U.S. Congress continues to debate the possibility of another stimulus, which could make more funds available for the new program.

“I have been working with legislative leaders so we can quickly change state laws if Congress does act and provides new relief to the states,” Gordon said in a statement. “I appreciate their efforts to prepare and be ready to act quickly.”

Gordon’s office, the Wyoming Business Council and the Wyoming Department of Health are collaborating to roll out the relief program, and the Wyoming Lodging and Restaurant Association and the Wyoming State Liquor Association are notifying their members of the program, according to a Tuesday afternoon news release.

The new health order, which comes alongside a statewide face mask mandate, will not apply to takeout during those hours.
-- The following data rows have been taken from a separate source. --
//! HTTP store behavior against a fake tagging endpoint.

use std::collections::BTreeSet;
use std::time::Duration;

use pretty_assertions::assert_eq;
use serde_json::json;
use tagsync_core::config::StoreConfig;
use tagsync_core::{ResourceStore, StoreError, TagMap};
use tagsync_http::{HttpResourceStore, HttpStoreError, REGION_HEADER, RUN_ID_HEADER};
use uuid::Uuid;
use wiremock::matchers::{body_json, header, method, path, query_param};
use wiremock::{Mock, MockServer, ResponseTemplate};

fn config(endpoint: &str) -> StoreConfig {
    StoreConfig {
        endpoint: endpoint.to_string(),
        region: Some("us-east-1".into()),
        ..StoreConfig::default()
    }
}

fn store(server: &MockServer) -> HttpResourceStore {
    HttpResourceStore::new(&config(&server.uri())).expect("store")
}

fn tag_map(pairs: &[(&str, &str)]) -> TagMap {
    pairs
        .iter()
        .map(|(k, v)| ((*k).to_string(), (*v).to_string()))
        .collect()
}

#[tokio::test]
async fn lists_customer_managed_policies_with_pagination_token() {
    let server = MockServer::start().await;
    Mock::given(method("GET"))
        .and(path("/policies"))
        .and(query_param("scope", "local"))
        .and(query_param("page_token", "abc"))
        .and(header(REGION_HEADER, "us-east-1"))
        .respond_with(ResponseTemplate::new(200).set_body_json(json!({
            "policies": [
                {"id": "p-1", "name": "ec2-readonly", "tags": {"team": "ops"}},
                {"id": "p-2", "name": "s3-admin", "scope": "customer_managed"}
            ],
            "next_token": "def"
        })))
        .expect(1)
        .mount(&server)
        .await;

    let page = store(&server).list_policies(Some("abc")).await.unwrap();

    assert_eq!(page.policies.len(), 2);
    assert_eq!(page.policies[0].tags, tag_map(&[("team", "ops")]));
    assert!(page.policies[1].tags.is_empty());
    assert_eq!(page.next_token.as_deref(), Some("def"));
}

#[tokio::test]
async fn last_page_has_no_token() {
    let server = MockServer::start().await;
    Mock::given(method("GET"))
        .and(path("/policies"))
        .respond_with(ResponseTemplate::new(200).set_body_json(json!({"policies": []})))
        .mount(&server)
        .await;

    let page = store(&server).list_policies(None).await.unwrap();

    assert!(page.policies.is_empty());
    assert_eq!(page.next_token, None);
}

#[tokio::test]
async fn lists_attached_roles_with_run_id_header() {
    let server = MockServer::start().await;
    let run_id = Uuid::new_v4();
    Mock::given(method("GET"))
        .and(path("/policies/p-1/roles"))
        .and(header(RUN_ID_HEADER, run_id.to_string().as_str()))
        .respond_with(ResponseTemplate::new(200).set_body_json(json!({
            "roles": [{"id": "r-1", "name": "ops", "tags": {"env": "prod"}}]
        })))
        .expect(1)
        .mount(&server)
        .await;

    let roles = store(&server)
        .with_run_id(run_id)
        .list_attached_roles("p-1")
        .await
        .unwrap();

    assert_eq!(roles.len(), 1);
    assert_eq!(roles[0].tags, tag_map(&[("env", "prod")]));
}

#[tokio::test]
async fn policy_ids_are_encoded_as_one_segment() {
    let server = MockServer::start().await;
    Mock::given(method("GET"))
        .and(path("/api/policies/arn:aws:iam::123456789012:policy%2Fops/roles"))
        .respond_with(ResponseTemplate::new(200).set_body_json(json!({"roles": []})))
        .expect(1)
        .mount(&server)
        .await;

    let store = HttpResourceStore::new(&config(&format!("{}/api/", server.uri()))).unwrap();
    let roles = store
        .list_attached_roles("arn:aws:iam::123456789012:policy/ops")
        .await
        .unwrap();

    assert!(roles.is_empty());
}

#[tokio::test]
async fn tag_and_untag_use_put_and_delete() {
    let server = MockServer::start().await;
    Mock::given(method("PUT"))
        .and(path("/policies/p-1/tags"))
        .and(body_json(json!({"tags": {"team": "ops"}})))
        .respond_with(ResponseTemplate::new(204))
        .expect(1)
        .mount(&server)
        .await;
    Mock::given(method("DELETE"))
        .and(path("/policies/p-1/tags"))
        .and(query_param("key", "legacy"))
        .and(query_param("key", "old"))
        .respond_with(ResponseTemplate::new(204))
        .expect(1)
        .mount(&server)
        .await;

    let store = store(&server);
    store
        .tag_policy("p-1", &tag_map(&[("team", "ops")]))
        .await
        .unwrap();
    store
        .untag_policy(
            "p-1",
            &BTreeSet::from(["legacy".to_string(), "old".to_string()]),
        )
        .await
        .unwrap();
}

#[tokio::test]
async fn batched_update_posts_both_halves() {
    let server = MockServer::start().await;
    Mock::given(method("POST"))
        .and(path("/policies/p-1/tags"))
        .and(body_json(json!({"set": {"team": "ops"}, "remove": ["old"]})))
        .respond_with(ResponseTemplate::new(200))
        .expect(1)
        .mount(&server)
        .await;

    let store = HttpResourceStore::new(&StoreConfig {
        batched_updates: true,
        ..config(&server.uri())
    })
    .unwrap();

    assert!(store.supports_batched_update());
    store
        .update_policy_tags(
            "p-1",
            &tag_map(&[("team", "ops")]),
            &BTreeSet::from(["old".to_string()]),
        )
        .await
        .unwrap();
}

#[tokio::test]
async fn batched_update_is_unsupported_unless_enabled() {
    let server = MockServer::start().await;
    let store = store(&server);

    assert!(!store.supports_batched_update());
    assert_eq!(
        store
            .update_policy_tags("p-1", &TagMap::new(), &BTreeSet::new())
            .await
            .unwrap_err(),
        StoreError::Unsupported("update_policy_tags")
    );
}

#[tokio::test]
async fn error_statuses_are_classified() {
    let server = MockServer::start().await;
    Mock::given(method("GET"))
        .and(path("/policies/throttled/roles"))
        .respond_with(ResponseTemplate::new(429).insert_header("retry-after", "2"))
        .mount(&server)
        .await;
    Mock::given(method("GET"))
        .and(path("/policies/denied/roles"))
        .respond_with(
            ResponseTemplate::new(403).set_body_json(json!({"message": "not authorized"})),
        )
        .mount(&server)
        .await;
    Mock::given(method("GET"))
        .and(path("/policies/gone/roles"))
        .respond_with(ResponseTemplate::new(404))
        .mount(&server)
        .await;
    Mock::given(method("GET"))
        .and(path("/policies/broken/roles"))
        .respond_with(ResponseTemplate::new(503).set_body_string("upstream unavailable"))
        .mount(&server)
        .await;

    let store = store(&server);

    assert_eq!(
        store.list_attached_roles("throttled").await.unwrap_err(),
        StoreError::Throttled {
            retry_after: Some(Duration::from_secs(2))
        }
    );
    assert_eq!(
        store.list_attached_roles("denied").await.unwrap_err(),
        StoreError::PermissionDenied("HTTP 403 Forbidden: not authorized".into())
    );
    assert!(matches!(
        store.list_attached_roles("gone").await.unwrap_err(),
        StoreError::NotFound(_)
    ));
    assert_eq!(
        store.list_attached_roles("broken").await.unwrap_err(),
        StoreError::Transient("HTTP 503 Service Unavailable: upstream unavailable".into())
    );
}

#[tokio::test]
async fn malformed_body_is_rejected() {
    let server = MockServer::start().await;
    Mock::given(method("GET"))
        .and(path("/policies"))
        .respond_with(ResponseTemplate::new(200).set_body_string("<html>oops</html>"))
        .mount(&server)
        .await;

    let err = store(&server).list_policies(None).await.unwrap_err();

    assert!(matches!(err, StoreError::Rejected(_)), "{err:?}");
}

#[tokio::test]
async fn slow_responses_time_out_as_transient() {
    let server = MockServer::start().await;
    Mock::given(method("GET"))
        .and(path("/policies"))
        .respond_with(
            ResponseTemplate::new(200)
                .set_body_json(json!({"policies": []}))
                .set_delay(Duration::from_secs(2)),
        )
        .mount(&server)
        .await;

    let store = HttpResourceStore::new(&StoreConfig {
        request_timeout_ms: 100,
        ..config(&server.uri())
    })
    .unwrap();

    assert!(matches!(
        store.list_policies(None).await.unwrap_err(),
        StoreError::Transient(_)
    ));
}

#[test]
fn construction_requires_region_and_valid_endpoint() {
    let missing_region = StoreConfig {
        region: None,
        ..config("https://tags.example.internal")
    };
    assert!(matches!(
        HttpResourceStore::new(&missing_region),
        Err(HttpStoreError::Config(_))
    ));

    assert!(matches!(
        HttpResourceStore::new(&config("not a url")),
        Err(HttpStoreError::Config(_))
    ));
}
It takes effect Wednesday and runs through Jan. 8.

Both Gordon and Mike Moser, the executive director of the liquor association, have emphasized the importance of avoiding a scenario in which bars and restaurants have to pivot entirely to takeout — a situation businesses found themselves in this spring.

“What’s important is that this still allows people to go out,” Moser said Monday. “We want to do anything we can to keep businesses from having to close again.”

The governor’s office said that the Wyoming Business Council will announce more details about the program this week, and the Wyoming Lodging and Restaurant Association and the Wyoming State Liquor Association will provide more information to their members once it’s available.

“This relief program is welcome news and an opportunity for the Wyoming hospitality industry to address lost revenues,” Chris Brown, executive director of the Wyoming Lodging and Restaurant Association, said in a statement.

Added Moser: “We appreciate the governor’s efforts to help offset the financial impacts some of our members will experience, and we thank him for working with industry on keeping our businesses and employees whole.”